Complex systems driven in whole or in part by artificial intelligence (AI) are fast becoming ubiquitous, across a broad range of applications. These systems must be tested and evaluated (T&E) to ensure they operate as specified, and not in undesirable ways. AI-based systems are inherently difficult to test because the underlying algorithms that drive them are used in extremely complex environments with overwhelmingly large combinations of inputs and variables. Nonetheless, engineers must perform T&E procedures for the systems to achieve a desired level of assurance, safety, and trustworthiness.
In this course, a team of experts in the field of AI and T&E will provide participants with an understanding of how cutting-edge T&E plans are developed for AI-driven autonomous systems. Participants also will engage in a variety of in-class exercises to practice the concepts of AI-based T&E for autonomous systems.
Participants in this artificial intelligence course will engage in a variety of interactive in-class exercises to get hands-on experience applying the latest in AI-based autonomous systems test and evaluation.
Describe the novel challenges introduced by AI, including machine learning (ML), in autonomous systems.
Describe the 6-D framework for creating an AI-enabled system, navigate AI technology solutions with an end-to-end engineering perspective, and explain how convolutional neural networks (CNNs) relate to the AI renaissance.
Summarize the basic math behind CNNs, compare CNNs to how the human brain works, and distinguish fact and fiction in CNN applications.
Identify the dimensions of complexity for autonomous systems, explain the role and requirements of simulations in autonomy development and testing, and identify the major architectural components of a modular autonomous system.
Describe a cyber-physical system; explain safety concerns related to AI-enabled cyber-physical systems; identify mitigations for addressing key classes of challenges and vulnerabilities.
Describe the challenges of confidence estimation for deep learning models and explain current approaches for dealing with problems of uncertainty and domain shift.
Identify metrics for performance, quality, reliability, safety for AI-enabled systems.
Test and Evaluation / Verification and Validation (TEVV) tools and methodologies for AI-enabled systems.
Identify challenges verification and validation on autonomous systems that perform control/planning tasks; describe approaches to formal verification of AI controllers; describe approaches safe design and fallback control architectures.
Describe the UL4600 standard and how it relates to MIL STD 882; lessons learned from R&D work in the industry.
Define the concept of explainable AI; explain how AI systems can be made more user-friendly; identify ways that failure modes can be made easier to understand.
List the essential elements of teamwork and describe how they might apply to AI-enabled and autonomous systems; explain how humans can interact safely and effectively with autonomous systems.

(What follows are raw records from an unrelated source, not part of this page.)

//! Spelling correction for noisy Turkish and English text.
//!
//! Corrections come from three sources, consulted by
//! [`corrector::SpellCorrector`] in a fixed order: the user-maintained
//! [`dictionary::CorrectionDictionary`], the rule tables of
//! [`pattern::PatternCorrector`] for Turkish, and an optional
//! [`checker::DictionaryChecker`] for English. The string similarity helpers
//! are shared with the corpus learner.

pub mod checker;
pub mod corrector;
pub mod dictionary;
pub mod levenshtein;
pub mod pattern;
pub mod similarity;
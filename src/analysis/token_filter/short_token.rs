//! Short token filter implementation.
//!
//! Final clean-up before tokens are joined: removes empty tokens and
//! single-character tokens that are not one of the vowels standing as words
//! on their own.

use crate::analysis::token::{Token, TokenStream};
use crate::analysis::token_filter::Filter;
use crate::error::Result;

const SINGLE_LETTER_WORDS: &[char] = &['a', 'i', 'o', 'u', 'e', 'ı', 'ö', 'ü'];

/// A filter that removes empty and stray single-character tokens.
///
/// Length is measured on the rendered token, so `o_NEG` always survives.
///
/// # Examples
///
/// ```
/// use metin::analysis::token_filter::Filter;
/// use metin::analysis::token_filter::short_token::ShortTokenFilter;
/// use metin::analysis::token::Token;
///
/// let filter = ShortTokenFilter::new();
/// let tokens = vec![Token::new("x", 0), Token::new("o", 1), Token::new("", 2)];
///
/// let result: Vec<_> = filter.filter(Box::new(tokens.into_iter()))
///     .unwrap()
///     .collect();
///
/// assert_eq!(result.len(), 1);
/// assert_eq!(result[0].text, "o");
/// ```
#[derive(Clone, Debug, Default)]
pub struct ShortTokenFilter;

impl ShortTokenFilter {
    /// Create a new short token filter.
    pub fn new() -> Self {
        ShortTokenFilter
    }

    fn keeps(token: &Token) -> bool {
        if token.is_negated() {
            return !token.is_empty();
        }
        let mut chars = token.text.chars();
        match (chars.next(), chars.next()) {
            (None, _) => false,
            (Some(c), None) => c
                .to_lowercase()
                .all(|lower| SINGLE_LETTER_WORDS.contains(&lower)),
            _ => true,
        }
    }
}

impl Filter for ShortTokenFilter {
    fn filter(&self, tokens: TokenStream) -> Result<TokenStream> {
        let filtered_tokens: Vec<Token> = tokens.filter(Self::keeps).collect();

        Ok(Box::new(filtered_tokens.into_iter()))
    }

    fn name(&self) -> &'static str {
        "short_token"
    }
}
//! Lemmatization through a [`MorphologicalAnalyzer`].
//!
//! The current tokens are joined and handed to the analyzer as one text. Only
//! content words (nouns, verbs, adjectives, adverbs, proper nouns) survive, as
//! lowercased lemmas. A negation tag found in a word's surface form is put back
//! on its lemma. Bigrams of adjacent lemmas, joined with `_`, are appended
//! after the unigrams.

use std::sync::Arc;

use crate::analysis::morphology::MorphologicalAnalyzer;
use crate::analysis::token::{NegationTag, Token, TokenStream, join_tokens};
use crate::analysis::token_filter::Filter;
use crate::error::Result;

/// Replaces tokens with lemmas and lemma bigrams.
#[derive(Clone)]
pub struct LemmaFilter {
    analyzer: Arc<dyn MorphologicalAnalyzer>,
}

impl std::fmt::Debug for LemmaFilter {
    fn fmt(&self, f: &mut std::fmt::Formatter<'_>) -> std::fmt::Result {
        f.debug_struct("LemmaFilter")
            .field("analyzer", &self.analyzer.name())
            .finish()
    }
}

impl LemmaFilter {
    /// Create a lemma filter over a shared analyzer.
    pub fn new(analyzer: Arc<dyn MorphologicalAnalyzer>) -> Self {
        LemmaFilter { analyzer }
    }

    /// Whether the analyzer can be called.
    pub fn is_ready(&self) -> bool {
        self.analyzer.is_ready()
    }

    fn lemmatize(&self, tokens: Vec<Token>) -> Result<Vec<Token>> {
        let text = join_tokens(&tokens);
        if text.is_empty() {
            return Ok(tokens);
        }

        let sentences = self.analyzer.analyze(&text)?;

        let mut lemmas: Vec<Token> = sentences
            .into_iter()
            .flatten()
            .filter(|word| word.upos.is_content())
            .enumerate()
            .map(|(position, word)| {
                let lemma = Token::new(word.lemma.to_lowercase(), position);
                match NegationTag::find_in(&word.surface) {
                    Some(tag) => lemma.with_negation(tag),
                    None => lemma,
                }
            })
            .collect();

        let bigrams: Vec<Token> = lemmas
            .windows(2)
            .enumerate()
            .map(|(i, pair)| {
                Token::new(
                    format!("{}_{}", pair[0].rendered(), pair[1].rendered()),
                    lemmas.len() + i,
                )
            })
            .collect();
        lemmas.extend(bigrams);

        Ok(lemmas)
    }
}

impl Filter for LemmaFilter {
    fn filter(&self, tokens: TokenStream) -> Result<TokenStream> {
        let tokens: Vec<Token> = tokens.collect();
        if !self.is_ready() {
            return Ok(Box::new(tokens.into_iter()));
        }
        let lemmas = self.lemmatize(tokens)?;
        Ok(Box::new(lemmas.into_iter()))
    }

    fn name(&self) -> &'static str {
        "lemma"
    }
}
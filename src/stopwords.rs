//! Per-language stopword sets.
//!
//! The store keeps one word set per [`Language`] and persists them as a JSON
//! object keyed by lowercase language name:
//!
//! ```json
//! {
//!   "english": ["a", "and", "the"],
//!   "turkish": ["bu", "ve"]
//! }
//! ```
//!
//! Words are held lowercased. Pipelines take an immutable
//! [`snapshot`](StopwordStore::snapshot) so edits never affect a run that is
//! already in progress.

use std::collections::{BTreeMap, BTreeSet, HashSet};
use std::fs::File;
use std::io::{BufReader, BufWriter, ErrorKind, Write};
use std::path::Path;
use std::sync::Arc;

use log::{debug, warn};

use crate::error::{MetinError, Result};
use crate::language::Language;

/// Default Turkish stopwords.
pub const DEFAULT_TURKISH_STOPWORDS: &[&str] = &[
    "ve", "ile", "bu", "bir", "o", "şu", "da", "de", "ki", "mi", "mı", "mu", "mü", "için", "olan",
    "olarak", "ama", "ancak", "çok", "daha", "her", "hiç", "kendi", "ne", "sonra", "var", "yok",
    "şey", "yani",
];

/// Default English stopwords.
pub const DEFAULT_ENGLISH_STOPWORDS: &[&str] = &[
    "the", "and", "is", "in", "to", "of", "a", "that", "it", "with", "for", "as", "was", "on",
    "are", "but", "they", "be", "at", "one", "have", "this", "from", "or", "had", "by", "word",
    "not", "what", "all",
];

/// Built-in stopwords for a language.
pub fn default_stopwords(language: Language) -> &'static [&'static str] {
    match language {
        Language::Turkish => DEFAULT_TURKISH_STOPWORDS,
        Language::English => DEFAULT_ENGLISH_STOPWORDS,
    }
}

/// Stopword sets for every supported language.
#[derive(Debug, Clone, PartialEq, Eq)]
pub struct StopwordStore {
    sets: BTreeMap<Language, BTreeSet<String>>,
}

impl Default for StopwordStore {
    fn default() -> Self {
        let mut store = StopwordStore {
            sets: BTreeMap::new(),
        };
        for language in Language::ALL {
            store.reset(language);
        }
        store
    }
}

impl StopwordStore {
    /// Create a store holding the built-in defaults.
    pub fn new() -> Self {
        Self::default()
    }

    /// Replace the words of one language.
    pub fn set_words<I, S>(&mut self, language: Language, words: I)
    where
        I: IntoIterator<Item = S>,
        S: AsRef<str>,
    {
        let words = words
            .into_iter()
            .map(|w| w.as_ref().trim().to_lowercase())
            .filter(|w| !w.is_empty())
            .collect();
        self.sets.insert(language, words);
    }

    /// Add a word, returning `false` if it was already present.
    pub fn add(&mut self, language: Language, word: &str) -> bool {
        let word = word.trim().to_lowercase();
        if word.is_empty() {
            return false;
        }
        self.sets.entry(language).or_default().insert(word)
    }

    /// Remove a word, returning `false` if it was not present.
    pub fn remove(&mut self, language: Language, word: &str) -> bool {
        self.sets
            .get_mut(&language)
            .is_some_and(|set| set.remove(&word.trim().to_lowercase()))
    }

    /// Restore the built-in defaults for one language.
    pub fn reset(&mut self, language: Language) {
        self.set_words(language, default_stopwords(language));
    }

    /// Check if `word` is a stopword, ignoring case.
    pub fn contains(&self, language: Language, word: &str) -> bool {
        self.sets
            .get(&language)
            .is_some_and(|set| set.contains(&word.to_lowercase()))
    }

    /// The words of one language, sorted.
    pub fn words(&self, language: Language) -> Vec<&str> {
        self.sets
            .get(&language)
            .map(|set| set.iter().map(String::as_str).collect())
            .unwrap_or_default()
    }

    /// Number of words for one language.
    pub fn len(&self, language: Language) -> usize {
        self.sets.get(&language).map_or(0, BTreeSet::len)
    }

    /// An immutable copy of one language's set for a pipeline run.
    pub fn snapshot(&self, language: Language) -> Arc<HashSet<String>> {
        Arc::new(
            self.sets
                .get(&language)
                .map(|set| set.iter().cloned().collect())
                .unwrap_or_default(),
        )
    }

    /// Load stopwords from a JSON file.
    ///
    /// Languages missing from the file keep their defaults; unknown keys are
    /// ignored with a warning.
    pub fn load_from_file<P: AsRef<Path>>(path: P) -> Result<Self> {
        let file = File::open(path.as_ref())?;
        let raw: BTreeMap<String, Vec<String>> = serde_json::from_reader(BufReader::new(file))?;

        let mut store = StopwordStore::new();
        for (key, words) in raw {
            match key.parse::<Language>() {
                Ok(language) => store.set_words(language, words),
                Err(_) => warn!(
                    "Ignoring unknown stopword language '{key}' in {}",
                    path.as_ref().display()
                ),
            }
        }

        for language in Language::ALL {
            debug!(
                "Loaded {} {language} stopwords from {}",
                store.len(language),
                path.as_ref().display()
            );
        }
        Ok(store)
    }

    /// Load stopwords, falling back to the defaults when the file does not exist.
    pub fn load_or_default<P: AsRef<Path>>(path: P) -> Result<Self> {
        match Self::load_from_file(path.as_ref()) {
            Ok(store) => Ok(store),
            Err(MetinError::Io(e)) if e.kind() == ErrorKind::NotFound => {
                warn!(
                    "{} not found. Using default stopwords.",
                    path.as_ref().display()
                );
                Ok(StopwordStore::new())
            }
            Err(e) => Err(e),
        }
    }

    /// Save all languages as pretty-printed JSON with sorted word lists.
    pub fn save_to_file<P: AsRef<Path>>(&self, path: P) -> Result<()> {
        let out: BTreeMap<&str, Vec<&str>> = self
            .sets
            .keys()
            .map(|language| (language.as_str(), self.words(*language)))
            .collect();

        let mut writer = BufWriter::new(File::create(path)?);
        serde_json::to_writer_pretty(&mut writer, &out)?;
        writeln!(writer)?;
        writer.flush()?;
        Ok(())
    }
}

#[cfg(test)]
mod tests {
    use super::*;
    use tempfile::TempDir;

    #[test]
    fn test_defaults() {
        let store = StopwordStore::new();
        assert!(store.contains(Language::Turkish, "ve"));
        assert!(store.contains(Language::Turkish, "VE"));
        assert!(store.contains(Language::English, "the"));
        assert!(!store.contains(Language::English, "ve"));
        assert_eq!(store.len(Language::Turkish), DEFAULT_TURKISH_STOPWORDS.len());
    }

    #[test]
    fn test_edit_and_reset() {
        let mut store = StopwordStore::new();
        assert!(store.add(Language::Turkish, "Falan"));
        assert!(!store.add(Language::Turkish, "falan"));
        assert!(store.contains(Language::Turkish, "falan"));

        assert!(store.remove(Language::Turkish, "ve"));
        assert!(!store.contains(Language::Turkish, "ve"));

        store.reset(Language::Turkish);
        assert!(store.contains(Language::Turkish, "ve"));
        assert!(!store.contains(Language::Turkish, "falan"));
    }

    #[test]
    fn test_snapshot_is_detached() {
        let mut store = StopwordStore::new();
        let snapshot = store.snapshot(Language::English);
        store.set_words(Language::English, ["only"]);

        assert!(snapshot.contains("the"));
        assert!(!store.contains(Language::English, "the"));
    }

    #[test]
    fn test_save_and_load() {
        let temp_dir = TempDir::new().unwrap();
        let path = temp_dir.path().join("stopwords.json");

        let mut store = StopwordStore::new();
        store.set_words(Language::Turkish, ["şey", "bu", "ve"]);
        store.save_to_file(&path).unwrap();

        let content = std::fs::read_to_string(&path).unwrap();
        assert!(content.contains("\"turkish\""));

        let loaded = StopwordStore::load_from_file(&path).unwrap();
        assert_eq!(loaded, store);
        assert_eq!(loaded.words(Language::Turkish), ["bu", "ve", "şey"]);
    }

    #[test]
    fn test_load_partial_file() {
        let temp_dir = TempDir::new().unwrap();
        let path = temp_dir.path().join("stopwords.json");
        std::fs::write(&path, r#"{"turkish": ["Bu"], "klingon": ["x"]}"#).unwrap();

        let store = StopwordStore::load_from_file(&path).unwrap();
        assert_eq!(store.words(Language::Turkish), ["bu"]);
        assert_eq!(store.len(Language::English), DEFAULT_ENGLISH_STOPWORDS.len());
    }

    #[test]
    fn test_load_missing_file() {
        let temp_dir = TempDir::new().unwrap();
        let store = StopwordStore::load_or_default(temp_dir.path().join("nope.json")).unwrap();
        assert_eq!(store, StopwordStore::new());
    }
}
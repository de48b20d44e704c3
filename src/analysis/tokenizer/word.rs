//! Word tokenizer.
//!
//! Splits text on Unicode word boundaries (UAX #29) and drops segments that
//! contain no letters or digits. Words shorter than two characters are removed
//! unless they are one of the language's single-letter words.
//!
//! # Examples
//!
//! ```
//! use metin::analysis::tokenizer::Tokenizer;
//! use metin::analysis::tokenizer::word::WordTokenizer;
//! use metin::language::Language;
//!
//! let tokenizer = WordTokenizer::new(Language::English);
//! let tokens: Vec<_> = tokenizer.tokenize("a b don't").unwrap().collect();
//!
//! assert_eq!(tokens[0].text, "a");
//! assert_eq!(tokens[1].text, "don't");
//! ```

use unicode_segmentation::UnicodeSegmentation;

use crate::analysis::token::{Token, TokenStream};
use crate::analysis::tokenizer::Tokenizer;
use crate::error::Result;
use crate::language::Language;

/// A tokenizer that splits text on Unicode word boundaries.
///
/// Underscores and apostrophes between letters stay inside a word, so rendered
/// negation tags (`iyi_NEG`) come back as one token and are parsed into a tag.
#[derive(Clone, Debug)]
pub struct WordTokenizer {
    language: Language,
    min_length: usize,
}

impl WordTokenizer {
    /// Create a new word tokenizer for `language`.
    pub fn new(language: Language) -> Self {
        WordTokenizer {
            language,
            min_length: 2,
        }
    }

    /// The language whose single-letter allowlist is applied.
    pub fn language(&self) -> Language {
        self.language
    }

    /// Whether `word` passes the minimum-length rule.
    pub fn keeps(&self, word: &str) -> bool {
        if word.chars().count() >= self.min_length {
            return true;
        }
        let lower = word.to_lowercase();
        self.language
            .single_letter_words()
            .iter()
            .any(|w| *w == lower)
    }
}

impl Tokenizer for WordTokenizer {
    fn tokenize(&self, text: &str) -> Result<TokenStream> {
        let tokens: Vec<Token> = text
            .unicode_words()
            .filter(|word| word.chars().any(|c| c.is_alphanumeric()))
            .map(|word| Token::from_surface(word, 0))
            .filter(|token| token.is_negated() || self.keeps(&token.text))
            .enumerate()
            .map(|(position, mut token)| {
                token.position = position;
                token
            })
            .collect();

        Ok(Box::new(tokens.into_iter()))
    }

    fn name(&self) -> &'static str {
        "word"
    }
}
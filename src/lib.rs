//! # Metin
//!
//! Normalization, negation tagging and spell correction for noisy
//! Turkish and English user comments.
//!
//! ## Features
//!
//! - Fixed-order cleaning pipeline with per-stage switches and traces
//! - Negation tagging that survives stopword removal
//! - Pattern, dictionary and similarity based spell correction
//! - Learning corrections from raw/processed comment corpora
//! - Turkish and English suffix stemming
//! - Parallel, cancellable CSV batch processing

pub mod analysis;
pub mod cli;
pub mod error;
pub mod language;
pub mod learning;
pub mod pipeline;
pub mod spelling;
pub mod stopwords;

pub mod prelude {
    pub use crate::error::{MetinError, Result};
    pub use crate::language::Language;
    pub use crate::pipeline::batch::{BatchProcessor, BatchSummary};
    pub use crate::pipeline::cleaning::CleaningPipeline;
    pub use crate::pipeline::flags::StageFlags;
    pub use crate::pipeline::resources::{PipelineResources, ResourceStore};
    pub use crate::pipeline::trace::{Stage, StageTrace};
}

// Version information
pub const VERSION: &str = env!("CARGO_PKG_VERSION");
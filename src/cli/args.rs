//! Command line argument parsing for the metin CLI using clap.

use std::path::PathBuf;

use clap::{Args, Parser, Subcommand, ValueEnum};
use serde::{Deserialize, Serialize};

use crate::language::Language;
use crate::pipeline::flags::StageFlags;

/// Metin - normalization and spell correction for noisy Turkish/English comments
#[derive(Parser, Debug, Clone)]
#[command(name = "metin")]
#[command(about = "Normalize, negation-tag and spell-correct noisy Turkish/English comments")]
#[command(version = env!("CARGO_PKG_VERSION"))]
#[command(long_about = None)]
pub struct MetinArgs {
    /// Verbosity level (0=quiet, 1=normal, 2=verbose, 3=debug)
    #[arg(short, long, action = clap::ArgAction::Count)]
    pub verbose: u8,

    /// Quiet mode (overrides verbose)
    #[arg(short, long)]
    pub quiet: bool,

    /// Output format
    #[arg(short = 'f', long = "format", default_value = "human")]
    pub output_format: OutputFormat,

    /// Pretty-print JSON output
    #[arg(long)]
    pub pretty: bool,

    /// Stopword file (JSON, one list per language)
    #[arg(
        long,
        env = "METIN_STOPWORDS",
        value_name = "FILE",
        default_value = "stopwords.json"
    )]
    pub stopwords: PathBuf,

    /// Custom corrections file (JSON object, wrong -> right)
    #[arg(
        long,
        env = "METIN_CORRECTIONS",
        value_name = "FILE",
        default_value = "custom_corrections.json"
    )]
    pub corrections: PathBuf,

    /// English word frequency list used to spell-check English text
    #[arg(long, env = "METIN_ENGLISH_DICTIONARY", value_name = "FILE")]
    pub english_dictionary: Option<PathBuf>,

    /// Subcommand to execute
    #[command(subcommand)]
    pub command: Command,
}

impl MetinArgs {
    /// Get the effective verbosity level
    pub fn verbosity(&self) -> u8 {
        if self.quiet {
            0
        } else {
            match self.verbose {
                0 => 1, // Default to normal
                n => n,
            }
        }
    }
}

/// Available CLI commands
#[derive(Subcommand, Debug, Clone)]
pub enum Command {
    /// Clean a text, or every line of stdin
    Clean(CleanArgs),

    /// Clean one column of a CSV file
    Process(ProcessArgs),

    /// Learn corrections from raw/processed CSV corpora
    Learn(LearnArgs),

    /// Manage stopword lists
    #[command(subcommand)]
    Stopwords(StopwordsCommand),

    /// Manage custom corrections
    #[command(subcommand)]
    Corrections(CorrectionsCommand),
}

/// Per-stage switches shared by `clean` and `process`.
#[derive(Args, Debug, Clone, Default)]
pub struct StageArgs {
    /// Load stage flags from a JSON file before applying the switches below
    #[arg(long = "flags", value_name = "FILE")]
    pub flags_file: Option<PathBuf>,

    /// Keep the original casing
    #[arg(long)]
    pub no_lowercase: bool,

    /// Keep URLs, mentions, hashtags and emoji
    #[arg(long)]
    pub keep_noise: bool,

    /// Skip character normalization
    #[arg(long)]
    pub no_normalize: bool,

    /// Remove digits
    #[arg(long)]
    pub strip_numbers: bool,

    /// Keep punctuation
    #[arg(long)]
    pub keep_punctuation: bool,

    /// Stop after whitespace cleanup and return the normalized text
    #[arg(long)]
    pub no_tokenize: bool,

    /// Skip negation tagging
    #[arg(long)]
    pub no_negation: bool,

    /// Keep stopwords
    #[arg(long)]
    pub keep_stopwords: bool,

    /// Skip spell correction
    #[arg(long)]
    pub no_spell_check: bool,

    /// Ignore the custom corrections file
    #[arg(long)]
    pub no_custom_corrections: bool,

    /// Skip lemmatization and stemming
    #[arg(long)]
    pub no_lemmatize: bool,
}

impl StageArgs {
    /// Apply the switches on top of `base`.
    pub fn apply(&self, base: StageFlags) -> StageFlags {
        StageFlags {
            lowercase: base.lowercase && !self.no_lowercase,
            strip_noise: base.strip_noise && !self.keep_noise,
            normalize: base.normalize && !self.no_normalize,
            strip_numbers: base.strip_numbers || self.strip_numbers,
            strip_punctuation: base.strip_punctuation && !self.keep_punctuation,
            tokenize: base.tokenize && !self.no_tokenize,
            negation: base.negation && !self.no_negation,
            stopwords: base.stopwords && !self.keep_stopwords,
            spell_check: base.spell_check && !self.no_spell_check,
            custom_corrections: base.custom_corrections && !self.no_custom_corrections,
            lemmatize: base.lemmatize && !self.no_lemmatize,
        }
    }
}

/// Arguments for cleaning text
#[derive(Parser, Debug, Clone)]
pub struct CleanArgs {
    /// Text to clean; reads stdin line by line when omitted
    #[arg(value_name = "TEXT")]
    pub text: Option<String>,

    /// Language of the text
    #[arg(short, long, default_value = "turkish")]
    pub language: Language,

    /// Show the text after every stage
    #[arg(short, long)]
    pub trace: bool,

    #[command(flatten)]
    pub stages: StageArgs,
}

/// Arguments for batch processing a CSV file
#[derive(Parser, Debug, Clone)]
pub struct ProcessArgs {
    /// Input CSV file
    #[arg(value_name = "INPUT")]
    pub input: PathBuf,

    /// Output CSV file
    #[arg(value_name = "OUTPUT")]
    pub output: PathBuf,

    /// Column to clean
    #[arg(short, long, default_value = "comment")]
    pub column: String,

    /// Language of the column
    #[arg(short, long, default_value = "turkish")]
    pub language: Language,

    #[command(flatten)]
    pub stages: StageArgs,
}

/// Arguments for learning corrections
#[derive(Parser, Debug, Clone)]
pub struct LearnArgs {
    /// Corpus CSV files with raw and processed columns
    #[arg(value_name = "CSV", required = true)]
    pub files: Vec<PathBuf>,

    /// Column holding the raw text
    #[arg(long, default_value = "comment")]
    pub raw_column: String,

    /// Column holding the processed text
    #[arg(long, default_value = "comment_processed")]
    pub processed_column: String,

    /// Minimum votes for a learned correction
    #[arg(long, default_value = "3")]
    pub min_support: usize,

    /// Minimum similarity for a candidate
    #[arg(long, default_value = "0.84")]
    pub cutoff: f64,

    /// Minimum share of votes the winner must hold
    #[arg(long, default_value = "0.7")]
    pub min_share: f64,

    /// Replace existing corrections with learned ones
    #[arg(long)]
    pub overwrite: bool,

    /// Report what would be learned without saving
    #[arg(long)]
    pub dry_run: bool,
}

/// Stopword subcommands
#[derive(Subcommand, Debug, Clone)]
pub enum StopwordsCommand {
    /// List the stopwords of a language
    List(StopwordsListArgs),
    /// Add stopwords
    Add(StopwordsEditArgs),
    /// Remove stopwords
    Remove(StopwordsEditArgs),
    /// Restore the built-in list of a language
    Reset(StopwordsListArgs),
}

#[derive(Parser, Debug, Clone)]
pub struct StopwordsListArgs {
    #[arg(short, long, default_value = "turkish")]
    pub language: Language,
}

#[derive(Parser, Debug, Clone)]
pub struct StopwordsEditArgs {
    #[arg(short, long, default_value = "turkish")]
    pub language: Language,

    /// Words to add or remove
    #[arg(value_name = "WORD", required = true)]
    pub words: Vec<String>,
}

/// Correction subcommands
#[derive(Subcommand, Debug, Clone)]
pub enum CorrectionsCommand {
    /// List all corrections
    List,
    /// Add or replace a correction
    Add {
        /// Misspelled token
        wrong: String,
        /// Replacement, may contain several words
        right: String,
    },
    /// Remove a correction
    Remove {
        #[arg(value_name = "WRONG", required = true)]
        words: Vec<String>,
    },
    /// Remove every correction
    Clear,
}

/// Output formats for CLI
#[derive(ValueEnum, Debug, Clone, Copy, PartialEq, Eq, Serialize, Deserialize)]
#[serde(rename_all = "lowercase")]
pub enum OutputFormat {
    /// Human-readable output
    Human,
    /// JSON output
    Json,
}

#[cfg(test)]
mod tests {
    use super::*;
    use clap::Parser;

    #[test]
    fn test_clean_command() {
        let args = MetinArgs::try_parse_from([
            "metin",
            "clean",
            "Bu ürün güzel değil",
            "--language",
            "tr",
            "--trace",
            "--keep-stopwords",
        ])
        .unwrap();

        if let Command::Clean(clean_args) = args.command {
            assert_eq!(clean_args.text.as_deref(), Some("Bu ürün güzel değil"));
            assert_eq!(clean_args.language, Language::Turkish);
            assert!(clean_args.trace);

            let flags = clean_args.stages.apply(StageFlags::default());
            assert!(!flags.stopwords);
            assert!(flags.negation);
        } else {
            panic!("Expected Clean command");
        }
    }

    #[test]
    fn test_process_command() {
        let args = MetinArgs::try_parse_from([
            "metin",
            "process",
            "in.csv",
            "out.csv",
            "--column",
            "review",
            "-l",
            "english",
        ])
        .unwrap();

        if let Command::Process(process_args) = args.command {
            assert_eq!(process_args.input, PathBuf::from("in.csv"));
            assert_eq!(process_args.output, PathBuf::from("out.csv"));
            assert_eq!(process_args.column, "review");
            assert_eq!(process_args.language, Language::English);
        } else {
            panic!("Expected Process command");
        }
    }

    #[test]
    fn test_learn_defaults() {
        let args = MetinArgs::try_parse_from(["metin", "learn", "a.csv", "b.csv"]).unwrap();

        if let Command::Learn(learn_args) = args.command {
            assert_eq!(learn_args.files.len(), 2);
            assert_eq!(learn_args.min_support, 3);
            assert_eq!(learn_args.cutoff, 0.84);
            assert!(!learn_args.overwrite);
        } else {
            panic!("Expected Learn command");
        }
    }

    #[test]
    fn test_learn_requires_files() {
        assert!(MetinArgs::try_parse_from(["metin", "learn"]).is_err());
    }

    #[test]
    fn test_resource_paths() {
        let args = MetinArgs::try_parse_from(["metin", "corrections", "list"]).unwrap();
        assert_eq!(args.stopwords, PathBuf::from("stopwords.json"));
        assert_eq!(args.corrections, PathBuf::from("custom_corrections.json"));

        let args = MetinArgs::try_parse_from([
            "metin",
            "--corrections",
            "/tmp/fixes.json",
            "corrections",
            "add",
            "tmm",
            "tamam",
        ])
        .unwrap();
        assert_eq!(args.corrections, PathBuf::from("/tmp/fixes.json"));
        assert!(matches!(
            args.command,
            Command::Corrections(CorrectionsCommand::Add { .. })
        ));
    }

    #[test]
    fn test_verbosity_levels() {
        let args = MetinArgs::try_parse_from(["metin", "corrections", "list"]).unwrap();
        assert_eq!(args.verbosity(), 1);

        let args = MetinArgs::try_parse_from(["metin", "-vv", "corrections", "list"]).unwrap();
        assert_eq!(args.verbosity(), 2);

        let args = MetinArgs::try_parse_from(["metin", "-q", "corrections", "list"]).unwrap();
        assert_eq!(args.verbosity(), 0);
    }

    #[test]
    fn test_stage_args_apply() {
        let stages = StageArgs {
            strip_numbers: true,
            no_spell_check: true,
            ..Default::default()
        };
        let flags = stages.apply(StageFlags::default());
        assert!(flags.strip_numbers);
        assert!(!flags.spell_check);
        assert!(flags.lemmatize);
    }

    #[test]
    fn test_output_format() {
        let args =
            MetinArgs::try_parse_from(["metin", "--format", "json", "stopwords", "list"]).unwrap();
        assert_eq!(args.output_format, OutputFormat::Json);
    }
}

Describe strategies for human supervision of AI-enabled and autonomous systems; explain the overarching frameworks that apply to the governance of AI-enabled systems; Identify influence of human-systems interaction on assurance and trust.
Identify legal, policy, and ethical issues related to AI-enabled systems; list challenges of interpreting policy and ethical concepts for technology development.
Review case studies of testing and evaluating AI-enabled systems to identify lessons learned and potential pitfalls. Establish mock reviews of nominal AI-enabled systems to demonstrate application of learned tools to relevant challenges.
Identify key considerations for deploying autonomous systems in the real world.
A working knowledge of systems engineering practices and some experience with testing and evaluation of complex systems.